ファンタジックでありながら、二人の関係に興味を引く快調な出だしに引き込まれる。
廉司は文部省に勤める公務員だが、母親の死をきっかけに人が変わってしまったようである。
母親との関係がどうだったのかは示されていないが、しらふの時と酔いつぶれた時で人格がまったく変わってしまう。
母親の死が影響しているのか性交渉も出来なくなっているようだ。
酔うと意識がなくなり、缶ビールを持って金を払わず店を出たために万引き扱いされ、公務員であったことから週刊誌ネタとなってしまう。
その為に目下謹慎中である。
ゆり子はピンサロ嬢だが、店員は若い子たちが多くなりゆり子の居場所はなくなりつつある。
そんな二人がゆり子の故郷である北海道へ向かう。
北海道へ入ったシーンで画面にフレームインしてくるピンクの車が印象的だ。
現在進行形の中に二人の過去の出来事が挿入され、特にゆり子の過去が明らかになってくる。
寒々とした北海道の景色のなかで真っ赤なコートを羽織るゆり子と、過去のゆり子のギャップがいい。

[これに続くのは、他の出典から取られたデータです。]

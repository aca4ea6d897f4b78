//! Versioned migration script naming.
//!
//! Scripts are named `V<version>__<description>.sql`, e.g.
//! `V1.2__add_index.sql`. The version prefix (`V1.2`) is compared as a
//! string against the prefix of the last applied script, so `V10` sorts
//! before `V2`; zero-pad versions when more than nine are expected.

use std::sync::OnceLock;

use regex::Regex;

fn script_pattern() -> &'static Regex {
    static PATTERN: OnceLock<Regex> = OnceLock::new();
    PATTERN.get_or_init(|| {
        Regex::new(r"^(V[0-9][0-9.]*)__([\w\s+\-]+)\.sql$").expect("static regex")
    })
}

/// A parsed migration script file name.
#[derive(Debug, Clone, PartialEq, Eq)]
pub struct ScriptName {
    pub file_name: String,
    /// The `V`-prefixed version, e.g. `V1.2`.
    pub version: String,
    pub description: String,
}

impl ScriptName {
    pub fn parse(file_name: &str) -> Option<Self> {
        let caps = script_pattern().captures(file_name)?;
        Some(Self {
            file_name: file_name.to_string(),
            version: caps[1].to_string(),
            description: caps[2].to_string(),
        })
    }
}

/// Select the scripts newer than `last_applied` (a script file name, as
/// recorded in the ledger), sorted by file name.
///
/// Names that do not follow the convention are skipped with a warning.
pub fn pending_scripts<I>(file_names: I, last_applied: Option<&str>) -> Vec<ScriptName>
where
    I: IntoIterator,
    I::Item: AsRef<str>,
{
    let last_version = last_applied.map(|name| {
        ScriptName::parse(name)
            .map(|s| s.version)
            .unwrap_or_default()
    });

    let mut pending: Vec<ScriptName> = file_names
        .into_iter()
        .filter_map(|name| {
            let name = name.as_ref();
            let parsed = ScriptName::parse(name);
            if parsed.is_none() {
                tracing::warn!(file = name, "Ignoring file that is not a V<version>__<description>.sql script");
            }
            parsed
        })
        .filter(|script| match &last_version {
            Some(last) => script.version.as_str() > last.as_str(),
            None => true,
        })
        .collect();
    pending.sort_by(|a, b| a.file_name.cmp(&b.file_name));
    pending
}
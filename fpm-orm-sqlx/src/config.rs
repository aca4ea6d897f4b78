//! Connection settings and pool bootstrap.
//!
//! Settings come from the `db` section of a YAML file, then `DB_*`
//! environment variables (after loading `.env`) override individual keys:
//!
//! ```yaml
//! db:
//!   engine: postgres
//!   host: 127.0.0.1
//!   port: 5432
//!   user: app
//!   password: secret
//!   database: app
//!   show_sql: false
//!   pool:
//!     max_open: 50
//!   plain_tables: [audit]
//! ```

use std::path::{Path, PathBuf};
use std::str::FromStr;
use std::time::Duration;

use fpm_orm_data::{DataError, DataResult};
use serde::{Deserialize, Serialize};
use sqlx::pool::PoolOptions;
use sqlx::ConnectOptions;
use tokio::sync::Mutex;
use url::Url;

use crate::backend::{Db, DbConnectOptions, ENGINE};
use crate::engine::{AffectedRows, Engine, EngineOptions, DEFAULT_MIGRATIONS_DIR};
use crate::error::SqlxErrorExt;

/// Serializes pool construction across the process.
static CONNECT_LOCK: Mutex<()> = Mutex::const_new(());

#[derive(Debug, Clone, PartialEq, Serialize, Deserialize)]
#[serde(default)]
pub struct PoolSetting {
    pub max_open: u32,
    pub min_idle: u32,
    pub max_lifetime_secs: u64,
    pub idle_timeout_secs: u64,
}

impl Default for PoolSetting {
    fn default() -> Self {
        Self {
            max_open: 50,
            min_idle: 0,
            max_lifetime_secs: 30 * 60,
            idle_timeout_secs: 10 * 60,
        }
    }
}

impl PoolSetting {
    fn pool_options(&self) -> PoolOptions<Db> {
        PoolOptions::<Db>::new()
            .max_connections(self.max_open.max(1))
            .min_connections(self.min_idle)
            .max_lifetime(Duration::from_secs(self.max_lifetime_secs))
            .idle_timeout(Duration::from_secs(self.idle_timeout_secs))
    }
}

#[derive(Debug, Clone, PartialEq, Serialize, Deserialize)]
#[serde(default)]
pub struct DbSetting {
    /// `sqlite`, `postgres` or `mysql`; must match the compiled backend to
    /// connect.
    pub engine: String,
    pub user: String,
    pub password: String,
    pub host: String,
    /// `0` picks the engine's default port.
    pub port: u16,
    pub database: String,
    pub charset: String,
    pub show_sql: bool,
    pub pool: PoolSetting,
    pub plain_tables: Vec<String>,
    pub affected_rows: AffectedRows,
    pub migrations_dir: PathBuf,
}

impl Default for DbSetting {
    fn default() -> Self {
        Self {
            engine: ENGINE.to_string(),
            user: String::new(),
            password: String::new(),
            host: "127.0.0.1".to_string(),
            port: 0,
            database: String::new(),
            charset: "utf8mb4".to_string(),
            show_sql: false,
            pool: PoolSetting::default(),
            plain_tables: Vec::new(),
            affected_rows: AffectedRows::default(),
            migrations_dir: PathBuf::from(DEFAULT_MIGRATIONS_DIR),
        }
    }
}

impl DbSetting {
    /// Load from the `db` section of a YAML file (skipped when the file
    /// does not exist), then apply `.env` and `DB_*` overrides.
    pub fn load(path: impl AsRef<Path>) -> DataResult<Self> {
        let path = path.as_ref();
        let mut setting = if path.exists() {
            let content = std::fs::read_to_string(path)
                .map_err(|e| DataError::Config(format!("{}: {e}", path.display())))?;
            Self::from_yaml_str(&content)?
        } else {
            tracing::debug!(path = %path.display(), "No config file, using defaults");
            Self::default()
        };
        let _ = dotenvy::dotenv();
        setting.apply_env()?;
        Ok(setting)
    }

    /// Parse the `db` section of a YAML document. A document without one
    /// yields the defaults.
    pub fn from_yaml_str(content: &str) -> DataResult<Self> {
        let yaml: serde_yaml::Value =
            serde_yaml::from_str(content).map_err(|e| DataError::Config(e.to_string()))?;
        match yaml.get("db") {
            Some(section) => serde_yaml::from_value(section.clone())
                .map_err(|e| DataError::Config(format!("db: {e}"))),
            None => Ok(Self::default()),
        }
    }

    /// Override keys from `DB_HOST`, `DB_PORT`, `DB_USER`, `DB_PASSWORD`,
    /// `DB_DATABASE`, `DB_ENGINE` and `DB_SHOW_SQL`.
    pub fn apply_env(&mut self) -> DataResult<()> {
        self.apply_vars(|key| std::env::var(key).ok())
    }

    fn apply_vars(&mut self, lookup: impl Fn(&str) -> Option<String>) -> DataResult<()> {
        if let Some(engine) = lookup("DB_ENGINE") {
            self.engine = engine;
        }
        if let Some(host) = lookup("DB_HOST") {
            self.host = host;
        }
        if let Some(port) = lookup("DB_PORT") {
            self.port = port
                .parse()
                .map_err(|_| DataError::Config(format!("DB_PORT is not a port: {port}")))?;
        }
        if let Some(user) = lookup("DB_USER") {
            self.user = user;
        }
        if let Some(password) = lookup("DB_PASSWORD") {
            self.password = password;
        }
        if let Some(database) = lookup("DB_DATABASE") {
            self.database = database;
        }
        if let Some(show_sql) = lookup("DB_SHOW_SQL") {
            self.show_sql = matches!(show_sql.to_ascii_lowercase().as_str(), "1" | "true" | "yes");
        }
        Ok(())
    }

    fn default_port(&self) -> u16 {
        match self.engine.to_ascii_lowercase().as_str() {
            "mysql" => 3306,
            _ => 5432,
        }
    }

    /// The driver URL for these settings.
    pub fn url(&self) -> DataResult<String> {
        if self.database.trim().is_empty() {
            return Err(DataError::Config("database is required".into()));
        }
        let engine = self.engine.to_ascii_lowercase();
        let (scheme, query) = match engine.as_str() {
            "sqlite" => return Ok(format!("sqlite:{}", self.database)),
            "postgres" | "postgresql" => ("postgres", "sslmode=disable".to_string()),
            "mysql" => ("mysql", format!("charset={}", self.charset)),
            other => return Err(DataError::Config(format!("unsupported engine: {other}"))),
        };

        let port = if self.port == 0 { self.default_port() } else { self.port };
        let mut url = Url::parse(&format!("{scheme}://{}:{port}", self.host))
            .map_err(|e| DataError::Config(format!("invalid host {}: {e}", self.host)))?;
        if !self.user.is_empty() {
            url.set_username(&self.user)
                .map_err(|_| DataError::Config("cannot set user on url".into()))?;
        }
        if !self.password.is_empty() {
            url.set_password(Some(&self.password))
                .map_err(|_| DataError::Config("cannot set password on url".into()))?;
        }
        url.set_path(&self.database);
        url.set_query(Some(&query));
        Ok(url.into())
    }

    /// The engine behavior carried by these settings.
    pub fn engine_options(&self) -> EngineOptions {
        EngineOptions {
            plain_tables: self.plain_tables.iter().cloned().collect(),
            affected_rows: self.affected_rows,
            show_sql: self.show_sql,
            migrations_dir: self.migrations_dir.clone(),
        }
    }

    fn check_engine(&self) -> DataResult<()> {
        let engine = match self.engine.to_ascii_lowercase().as_str() {
            "postgresql" => "postgres".to_string(),
            other => other.to_string(),
        };
        if engine != ENGINE {
            return Err(DataError::Config(format!(
                "engine {} is not available; this build supports {ENGINE}",
                self.engine
            )));
        }
        Ok(())
    }

    fn connect_options(&self) -> DataResult<DbConnectOptions> {
        let url = self.url()?;
        let options = DbConnectOptions::from_str(&url).map_err(SqlxErrorExt::into_data_error)?;
        #[cfg(all(feature = "sqlite", not(feature = "postgres")))]
        let options = options.create_if_missing(true);
        Ok(if self.show_sql {
            options
        } else {
            options.disable_statement_logging()
        })
    }
}

impl Engine {
    /// Build a pool from `setting` and wrap it in an engine.
    pub async fn connect(setting: &DbSetting) -> DataResult<Engine> {
        let _guard = CONNECT_LOCK.lock().await;
        setting.check_engine()?;
        let options = setting.connect_options()?;
        let pool = setting
            .pool
            .pool_options()
            .connect_with(options)
            .await
            .map_err(SqlxErrorExt::into_data_error)?;
        tracing::info!(engine = ENGINE, database = %setting.database, max_open = setting.pool.max_open, "Database pool ready");
        Ok(Engine::with_options(pool, setting.engine_options()))
    }
}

ゆり子にはかつて夫がいて幸せな生活だったが夫が交通事故で死に、夫の借金返済の為に子供を母に預けて東京へ出てきたらしいことが判明する。
旅の途中で廉司は解雇を言い渡される。
二人はどこかヤケッパチな生き方をしているように見えるが、ふとした時に見せる優しさがひしと伝わってくる時がある。

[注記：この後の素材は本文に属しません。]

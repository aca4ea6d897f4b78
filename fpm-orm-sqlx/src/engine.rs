//! The execution engine: turns descriptors into statements, runs them on a
//! pool or an open transaction, and materializes the results.

use std::collections::HashSet;
use std::fmt;
use std::path::PathBuf;
use std::sync::Arc;

use fpm_orm_data::writer::{insert_statement, update_statement};
use fpm_orm_data::{
    Base, DataError, DataResult, Database, Dialect, Entity, EntityValue, FieldMap, GenericRow, Page,
    Query, Statement, TableKind,
};
use serde::{Deserialize, Serialize};
use sqlx::{Pool, Row, Transaction};
use tokio::sync::Mutex;

use crate::backend::{bind_all, DbRow, Db, DIALECT};
use crate::error::SqlxErrorExt;
use crate::row::{generic_row, typed_row};

/// Directory scanned for versioned migration scripts unless configured
/// otherwise.
pub const DEFAULT_MIGRATIONS_DIR: &str = "migrations";

/// How the affected-row count of Remove / Updates is reported.
#[derive(Debug, Clone, Copy, PartialEq, Eq, Default, Serialize, Deserialize)]
#[serde(rename_all = "snake_case")]
pub enum AffectedRows {
    /// The exact count reported by the driver.
    #[default]
    Reported,
    /// Zero is reported as one when the statement did not fail.
    ZeroAsOne,
}

impl AffectedRows {
    pub fn apply(self, rows: u64) -> u64 {
        match self {
            AffectedRows::ZeroAsOne if rows == 0 => 1,
            _ => rows,
        }
    }
}

/// Engine-wide behavior switches, shared by every handle cloned from the
/// same engine.
#[derive(Debug, Clone)]
pub struct EngineOptions {
    /// Tables without the managed timestamp and soft-delete columns.
    pub plain_tables: HashSet<String>,
    pub affected_rows: AffectedRows,
    /// Log full statement text at `info` instead of a summary at `debug`.
    pub show_sql: bool,
    pub migrations_dir: PathBuf,
}

impl Default for EngineOptions {
    fn default() -> Self {
        Self {
            plain_tables: HashSet::new(),
            affected_rows: AffectedRows::default(),
            show_sql: false,
            migrations_dir: PathBuf::from(DEFAULT_MIGRATIONS_DIR),
        }
    }
}

impl EngineOptions {
    pub fn plain_table(mut self, table: impl Into<String>) -> Self {
        self.plain_tables.insert(table.into());
        self
    }

    pub fn affected_rows(mut self, policy: AffectedRows) -> Self {
        self.affected_rows = policy;
        self
    }

    pub fn migrations_dir(mut self, dir: impl Into<PathBuf>) -> Self {
        self.migrations_dir = dir.into();
        self
    }

    pub fn table_kind(&self, table: &str) -> TableKind {
        if self.plain_tables.contains(table) {
            TableKind::Plain
        } else {
            TableKind::Managed
        }
    }
}

pub(crate) type SharedTx = Arc<Mutex<Option<Transaction<'static, Db>>>>;

#[derive(Clone)]
pub(crate) enum Conn {
    Pool(Pool<Db>),
    /// Shared with the `transaction` call that opened it; `None` once it
    /// has been committed or rolled back.
    Tx(SharedTx),
}

/// Runs `$body` with `$exec` bound to the engine's executor: the pool, or
/// the connection of the open transaction.
macro_rules! with_executor {
    ($engine:expr, $exec:ident => $body:expr) => {
        match &$engine.conn {
            $crate::engine::Conn::Pool(pool) => {
                let $exec = pool;
                $body
            }
            $crate::engine::Conn::Tx(shared) => {
                let mut guard = shared.lock().await;
                let tx = guard.as_mut().ok_or_else(|| {
                    fpm_orm_data::DataError::Other("transaction already finished".into())
                })?;
                let $exec = &mut **tx;
                $body
            }
        }
    };
}

/// A handle to the database, bound either to a connection pool or to one
/// open transaction.
///
/// Cheap to clone; every clone shares the pool (or transaction) and the
/// options. Each call takes its own descriptor, so a pool-bound engine can
/// be used from many tasks at once.
#[derive(Clone)]
pub struct Engine {
    pub(crate) conn: Conn,
    pub(crate) options: Arc<EngineOptions>,
}

impl fmt::Debug for Engine {
    fn fmt(&self, f: &mut fmt::Formatter<'_>) -> fmt::Result {
        f.debug_struct("Engine")
            .field("transaction", &self.is_transaction())
            .field("options", &self.options)
            .finish()
    }
}

impl Engine {
    pub fn new(pool: Pool<Db>) -> Self {
        Self::with_options(pool, EngineOptions::default())
    }

    pub fn with_options(pool: Pool<Db>, options: EngineOptions) -> Self {
        Self {
            conn: Conn::Pool(pool),
            options: Arc::new(options),
        }
    }

    /// The pool, unless this handle is bound to a transaction.
    pub fn pool(&self) -> Option<&Pool<Db>> {
        match &self.conn {
            Conn::Pool(pool) => Some(pool),
            Conn::Tx(_) => None,
        }
    }

    pub fn options(&self) -> &EngineOptions {
        &self.options
    }

    pub fn is_transaction(&self) -> bool {
        matches!(self.conn, Conn::Tx(_))
    }

    pub fn table_kind(&self, table: &str) -> TableKind {
        self.options.table_kind(table.trim())
    }

    // ── Descriptor-driven reads ─────────────────────────────────────────

    /// All rows matching the descriptor, as records.
    pub async fn find<T>(&self, query: &Query) -> DataResult<Vec<T>>
    where
        T: for<'r> sqlx::FromRow<'r, DbRow> + Send + Unpin,
    {
        let stmt = query.build_select(DIALECT, self.table_kind(&query.base.table))?;
        self.trace("find", &query.base.table, &stmt);
        self.fetch_all(&stmt).await?.iter().map(typed_row).collect()
    }

    /// All rows matching the descriptor, as generic rows.
    pub async fn find_object(&self, query: &Query) -> DataResult<Vec<GenericRow>> {
        let stmt = query.build_select(DIALECT, self.table_kind(&query.base.table))?;
        self.trace("find", &query.base.table, &stmt);
        self.fetch_all(&stmt).await?.iter().map(generic_row).collect()
    }

    /// Number of live rows matching the predicate.
    pub async fn count(&self, base: &Base) -> DataResult<u64> {
        let stmt = base.build_count(DIALECT, self.table_kind(&base.table))?;
        self.trace("count", &base.table, &stmt);
        let row = self.fetch_one(&stmt).await?;
        let count: i64 = row.try_get(0).map_err(SqlxErrorExt::into_data_error)?;
        Ok(u64::try_from(count).unwrap_or(0))
    }

    /// The current window of records plus the total number of matches.
    pub async fn find_and_count<T>(&self, query: &Query) -> DataResult<Page<T>>
    where
        T: for<'r> sqlx::FromRow<'r, DbRow> + Send + Unpin,
    {
        let count = self.count(query.base()).await?;
        let rows = self.find(query).await?;
        Ok(Page::new(rows, count))
    }

    pub async fn find_and_count_object(&self, query: &Query) -> DataResult<Page<GenericRow>> {
        let count = self.count(query.base()).await?;
        let rows = self.find_object(query).await?;
        Ok(Page::new(rows, count))
    }

    /// The first matching record, or `None`.
    pub async fn first<T>(&self, query: &Query) -> DataResult<Option<T>>
    where
        T: for<'r> sqlx::FromRow<'r, DbRow> + Send + Unpin,
    {
        let stmt = query.build_first(DIALECT, self.table_kind(&query.base.table))?;
        self.trace("first", &query.base.table, &stmt);
        self.fetch_optional(&stmt).await?.as_ref().map(typed_row).transpose()
    }

    /// Like [`Engine::first`], but a missing row is [`DataError::NotFound`].
    pub async fn first_required<T>(&self, query: &Query) -> DataResult<T>
    where
        T: for<'r> sqlx::FromRow<'r, DbRow> + Send + Unpin,
    {
        self.first(query).await?.ok_or_else(|| {
            DataError::NotFound(format!(
                "no row in {} matches {}",
                query.base.table, query.base.condition
            ))
        })
    }

    pub async fn first_object(&self, query: &Query) -> DataResult<Option<GenericRow>> {
        let stmt = query.build_first(DIALECT, self.table_kind(&query.base.table))?;
        self.trace("first", &query.base.table, &stmt);
        self.fetch_optional(&stmt).await?.as_ref().map(generic_row).transpose()
    }

    // ── Writes ──────────────────────────────────────────────────────────

    /// Insert a typed record or a field map and return the new row id.
    ///
    /// The row is written to `base.table` when set, otherwise to the typed
    /// record's own table. Plain tables report no id.
    pub async fn create<'a>(
        &self,
        base: &Base,
        entity: impl Into<EntityValue<'a>>,
    ) -> DataResult<Option<i64>> {
        let entity = entity.into();
        let table = entity.resolve_table(base)?.to_string();
        let insert = insert_statement(DIALECT, self.table_kind(&table), &table, &entity)?;
        self.trace("create", &table, &insert.statement);
        if insert.returns_id {
            let row = self.fetch_one(&insert.statement).await?;
            let id: i64 = row.try_get(0).map_err(SqlxErrorExt::into_data_error)?;
            Ok(Some(id))
        } else {
            self.run(&insert.statement).await?;
            Ok(None)
        }
    }

    /// Insert a typed record into its own table.
    pub async fn insert<E: Entity>(&self, entity: &E) -> DataResult<Option<i64>> {
        self.create(&Base::new(<E as Entity>::table_name()), entity).await
    }

    /// Soft-delete the live rows matching the predicate (hard delete for
    /// plain tables).
    pub async fn remove(&self, base: &Base) -> DataResult<u64> {
        let stmt = base.build_remove(DIALECT, self.table_kind(&base.table))?;
        self.trace("remove", &base.table, &stmt);
        let rows = self.run(&stmt).await?;
        Ok(self.options.affected_rows.apply(rows))
    }

    /// Set `fields` on the live rows matching the predicate.
    pub async fn updates(&self, base: &Base, fields: &FieldMap) -> DataResult<u64> {
        let stmt = update_statement(DIALECT, self.table_kind(&base.table), base, fields)?;
        self.trace("update", &base.table, &stmt);
        let rows = self.run(&stmt).await?;
        Ok(self.options.affected_rows.apply(rows))
    }

    // ── Raw SQL ─────────────────────────────────────────────────────────

    /// Run one or more statements verbatim and return the affected rows.
    pub async fn execute(&self, sql: &str) -> DataResult<u64> {
        self.trace_raw("execute", sql);
        let result = with_executor!(self, exec => sqlx::Executor::execute(exec, sqlx::raw_sql(sql)).await)
            .map_err(SqlxErrorExt::into_data_error)?;
        Ok(result.rows_affected())
    }

    /// Read the first row of a raw query into `T` (a record or a tuple
    /// such as `(i64,)`).
    pub async fn raw<T>(&self, sql: &str) -> DataResult<Option<T>>
    where
        T: for<'r> sqlx::FromRow<'r, DbRow> + Send + Unpin,
    {
        self.trace_raw("raw", sql);
        let row = with_executor!(self, exec => sqlx::query(sql).fetch_optional(exec).await)
            .map_err(SqlxErrorExt::into_data_error)?;
        row.as_ref().map(typed_row).transpose()
    }

    /// Stream the rows of a raw query: `factory` builds an object from each
    /// row and `appender` receives it. Returns the number of rows seen.
    pub async fn raws<T, F, A>(&self, sql: &str, mut factory: F, mut appender: A) -> DataResult<u64>
    where
        F: FnMut(&DbRow) -> DataResult<T>,
        A: FnMut(T),
    {
        use futures_util::TryStreamExt;

        self.trace_raw("raws", sql);
        let mut seen = 0;
        with_executor!(self, exec => {
            let mut rows = sqlx::query(sql).fetch(exec);
            while let Some(row) = rows.try_next().await.map_err(SqlxErrorExt::into_data_error)? {
                appender(factory(&row)?);
                seen += 1;
            }
        });
        Ok(seen)
    }

    /// Collect the rows of a raw query as generic rows.
    pub async fn raw_objects(&self, sql: &str) -> DataResult<Vec<GenericRow>> {
        let mut out = Vec::new();
        self.raws(sql, generic_row, |row| out.push(row)).await?;
        Ok(out)
    }

    // ── Plumbing ────────────────────────────────────────────────────────

    async fn fetch_all(&self, stmt: &Statement) -> DataResult<Vec<DbRow>> {
        let query = bind_all(sqlx::query(&stmt.sql), &stmt.args);
        with_executor!(self, exec => query.fetch_all(exec).await)
            .map_err(SqlxErrorExt::into_data_error)
    }

    async fn fetch_optional(&self, stmt: &Statement) -> DataResult<Option<DbRow>> {
        let query = bind_all(sqlx::query(&stmt.sql), &stmt.args);
        with_executor!(self, exec => query.fetch_optional(exec).await)
            .map_err(SqlxErrorExt::into_data_error)
    }

    async fn fetch_one(&self, stmt: &Statement) -> DataResult<DbRow> {
        let query = bind_all(sqlx::query(&stmt.sql), &stmt.args);
        with_executor!(self, exec => query.fetch_one(exec).await)
            .map_err(SqlxErrorExt::into_data_error)
    }

    async fn run(&self, stmt: &Statement) -> DataResult<u64> {
        let query = bind_all(sqlx::query(&stmt.sql), &stmt.args);
        let result = with_executor!(self, exec => query.execute(exec).await)
            .map_err(SqlxErrorExt::into_data_error)?;
        Ok(result.rows_affected())
    }

    fn trace(&self, op: &'static str, table: &str, stmt: &Statement) {
        if self.options.show_sql {
            tracing::info!(target: "fpm_orm::sql", op, table, args = stmt.args.len(), sql = %stmt.sql, "Executing statement");
        } else {
            tracing::debug!(target: "fpm_orm::sql", op, table, args = stmt.args.len(), "Executing statement");
        }
    }

    fn trace_raw(&self, op: &'static str, sql: &str) {
        if self.options.show_sql {
            tracing::info!(target: "fpm_orm::sql", op, sql, "Executing raw statement");
        } else {
            tracing::debug!(target: "fpm_orm::sql", op, "Executing raw statement");
        }
    }
}

impl Database for Engine {
    fn dialect(&self) -> Dialect {
        DIALECT
    }

    async fn find_object(&self, query: &Query) -> Result<Vec<GenericRow>, DataError> {
        Engine::find_object(self, query).await
    }

    async fn first_object(&self, query: &Query) -> Result<Option<GenericRow>, DataError> {
        Engine::first_object(self, query).await
    }

    async fn count(&self, base: &Base) -> Result<u64, DataError> {
        Engine::count(self, base).await
    }

    async fn find_and_count_object(&self, query: &Query) -> Result<Page<GenericRow>, DataError> {
        Engine::find_and_count_object(self, query).await
    }

    async fn create(&self, base: &Base, entity: EntityValue<'_>) -> Result<Option<i64>, DataError> {
        Engine::create(self, base, entity).await
    }

    async fn remove(&self, base: &Base) -> Result<u64, DataError> {
        Engine::remove(self, base).await
    }

    async fn updates(&self, base: &Base, fields: &FieldMap) -> Result<u64, DataError> {
        Engine::updates(self, base, fields).await
    }

    async fn execute(&self, sql: &str) -> Result<u64, DataError> {
        Engine::execute(self, sql).await
    }
}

たとえばゆり子が父の墓にタバコとライターを供えるシーンなどだ。
ゆり子はタバコを次々ふかし、廉司はアル中の如く酒を飲むのだが、その行為は二人の現在の心情を映し出していた。
相米慎二と言えば長回しを思い浮かべるが、本作ではそれは見られない。
ゆり子は父の死を口ずさみながら降り積もった雪の中をさまよう。
線香花火をつけて浮かび上がる彼女のショットがものすごく幻想的である。
死の舞を踊るゆり子の姿が悲壮感よりもファンタジックさを感じさせる。
ラストシーンは秀逸だ。
少女を見つけたゆり子がかけよると、少女の手の中に蛙がいる。
「ママ」といってゆり子にしがみつく少女。
一人車で去ろうとする廉司だが、いったんバックして、また前に進んでバックミラーでみるショットでエンディングを迎え、蛙のアニメの背景でエンドクレジットになる。
相米慎二の遺作として納得できる作品である。